Made In America: Public Money, Private profits

Standard

Concerts are cool and all, and the Ben Franklin Parkway here in Philadelphia is fantastic place for all types of events. But I don’t like that we can’t even be given a ballpark for the cost of the Made In America Music Festival:

This week at a City Hall news conference, Mayor Nutter declined to say how much the festival would cost. He said that the promoters would bear most of the costs and that the overall benefits to the city would be great.

It shouldn’t take an exorbitant amount of public money to allow Jay-Z to host a personally curated music festival sponsored by Budweiser and promoted by Live Nation:

In justifying the public investment, the mayor alluded to the “goodwill” that the city will get, as well as the bump in ancillary businesses and revenue from 50,000 concert-goers coming into the city.
[…] Also, we’d like to remind the mayor that just two short years ago, he was battling with City Council members, including Maria Quinones Sanchez, over whether the city should pick up the security and crowd-control costs for community festivals and ethnic parades. At that time, Nutter said the city couldn’t underwrite privately run events when it was cutting services. That’s why he vetoed the bill, which Council then overrode.
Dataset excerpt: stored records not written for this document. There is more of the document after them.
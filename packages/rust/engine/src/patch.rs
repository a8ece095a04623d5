//! Per-phase state patches with exclusive write ownership.
//!
//! Each phase may only emit its own patch variant, and each variant only
//! touches the fields that phase owns. The engine rejects a patch whose
//! owner does not match the phase that produced it, which is what turns the
//! "exclusive-write ownership per field" convention into a checked rule.

use battlecard_shared::{NewsItem, Phase, PricingRecord, RunState};

/// The state delta a successful phase attempt commits.
#[derive(Debug, Clone)]
pub enum StatePatch {
    /// Detect owns `official_site`, `description`, and `competitors`.
    Detect {
        official_site: Option<String>,
        description: Option<String>,
        competitors: Vec<String>,
    },
    /// Price owns `pricing_record`, replaced wholesale per successful attempt.
    Price { pricing_record: PricingRecord },
    /// Intelligence owns `news_items` (append-only, deduped by URL).
    Intelligence { news_items: Vec<NewsItem> },
    /// Synthesize owns `synthesis`, set once.
    Synthesize { synthesis: String },
    /// Deliver owns `artifact_path`.
    Deliver { artifact_path: String },
}

impl StatePatch {
    /// The phase allowed to emit this patch.
    pub fn owner(&self) -> Phase {
        match self {
            Self::Detect { .. } => Phase::Detect,
            Self::Price { .. } => Phase::Price,
            Self::Intelligence { .. } => Phase::Intelligence,
            Self::Synthesize { .. } => Phase::Synthesize,
            Self::Deliver { .. } => Phase::Deliver,
        }
    }

    /// Apply this patch to the run state. Only called by the engine, and only
    /// after the owning phase declared success — a failed attempt never gets
    /// this far, which is what makes patch application atomic.
    pub fn apply(self, state: &mut RunState) {
        match self {
            Self::Detect {
                official_site,
                description,
                competitors,
            } => {
                if official_site.is_some() {
                    state.official_site = official_site;
                }
                if description.is_some() {
                    state.description = description;
                }
                state.push_competitors(competitors);
            }
            Self::Price { pricing_record } => {
                // A present record must have at least one plan; an empty
                // extraction leaves the field absent.
                state.pricing_record = if pricing_record.is_empty() {
                    None
                } else {
                    Some(pricing_record)
                };
            }
            Self::Intelligence { news_items } => {
                for item in news_items {
                    state.push_news(item);
                }
            }
            Self::Synthesize { synthesis } => {
                state.synthesis = Some(synthesis);
            }
            Self::Deliver { artifact_path } => {
                state.artifact_path = Some(artifact_path);
            }
        }
    }
}

#[cfg(test)]
mod tests {
    use super::*;
    use battlecard_shared::PricingPlan;

    #[test]
    fn owners_match_variants() {
        let patch = StatePatch::Synthesize {
            synthesis: "narrative".into(),
        };
        assert_eq!(patch.owner(), Phase::Synthesize);

        let patch = StatePatch::Price {
            pricing_record: PricingRecord::new(),
        };
        assert_eq!(patch.owner(), Phase::Price);
    }

    #[test]
    fn detect_patch_sets_identity_fields() {
        let mut state = RunState::new("Acme Corp");
        StatePatch::Detect {
            official_site: Some("https://acme.example.com".into()),
            description: Some("Rocket-powered tooling.".into()),
            competitors: vec!["Globex".into(), "Initech".into()],
        }
        .apply(&mut state);

        assert_eq!(state.official_site.as_deref(), Some("https://acme.example.com"));
        assert_eq!(state.competitors.len(), 2);
        // company_name untouched
        assert_eq!(state.company_name, "Acme Corp");
    }

    #[test]
    fn empty_pricing_record_stays_absent() {
        let mut state = RunState::new("Acme Corp");
        StatePatch::Price {
            pricing_record: PricingRecord::new(),
        }
        .apply(&mut state);
        assert!(state.pricing_record.is_none());
    }

    #[test]
    fn pricing_record_replaced_wholesale() {
        let mut state = RunState::new("Acme Corp");

        let mut first = PricingRecord::new();
        first.insert(
            "Old".into(),
            PricingPlan {
                price: "$1".into(),
                billing_period: None,
                features: vec![],
            },
        );
        StatePatch::Price {
            pricing_record: first,
        }
        .apply(&mut state);

        let mut second = PricingRecord::new();
        second.insert(
            "Pro".into(),
            PricingPlan {
                price: "$12/month".into(),
                billing_period: None,
                features: vec![],
            },
        );
        StatePatch::Price {
            pricing_record: second,
        }
        .apply(&mut state);

        let record = state.pricing_record.unwrap();
        assert!(!record.contains_key("Old"));
        assert_eq!(record["Pro"].price, "$12/month");
    }

    #[test]
    fn intelligence_patch_appends_with_dedup() {
        let mut state = RunState::new("Acme Corp");
        state.push_news(NewsItem {
            headline: "Existing".into(),
            url: "https://example.com/a".into(),
            sentiment_score: 0.1,
        });

        StatePatch::Intelligence {
            news_items: vec![
                NewsItem {
                    headline: "Duplicate".into(),
                    url: "https://example.com/a".into(),
                    sentiment_score: 0.5,
                },
                NewsItem {
                    headline: "Fresh".into(),
                    url: "https://example.com/b".into(),
                    sentiment_score: 0.9,
                },
            ],
        }
        .apply(&mut state);

        assert_eq!(state.news_items.len(), 2);
        assert_eq!(state.news_items[0].headline, "Existing");
    }
}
It shouldn’t cost tax payers money to throw a concert that most can’t afford to attend. In the aftermath, I’m not worried about tallying negative effects to “safety” in the surrounding neighborhood, the high attendance price (75 for one day, 125 for two days) combined with the gated layout and “no re entry” policy reduced safety issues for the surrounding neighborhood. Not saying there isn’t some public cost, but broadcast rights or some other profits attached to scale should be negotiated to offset cost. Maybe they are. Just saying.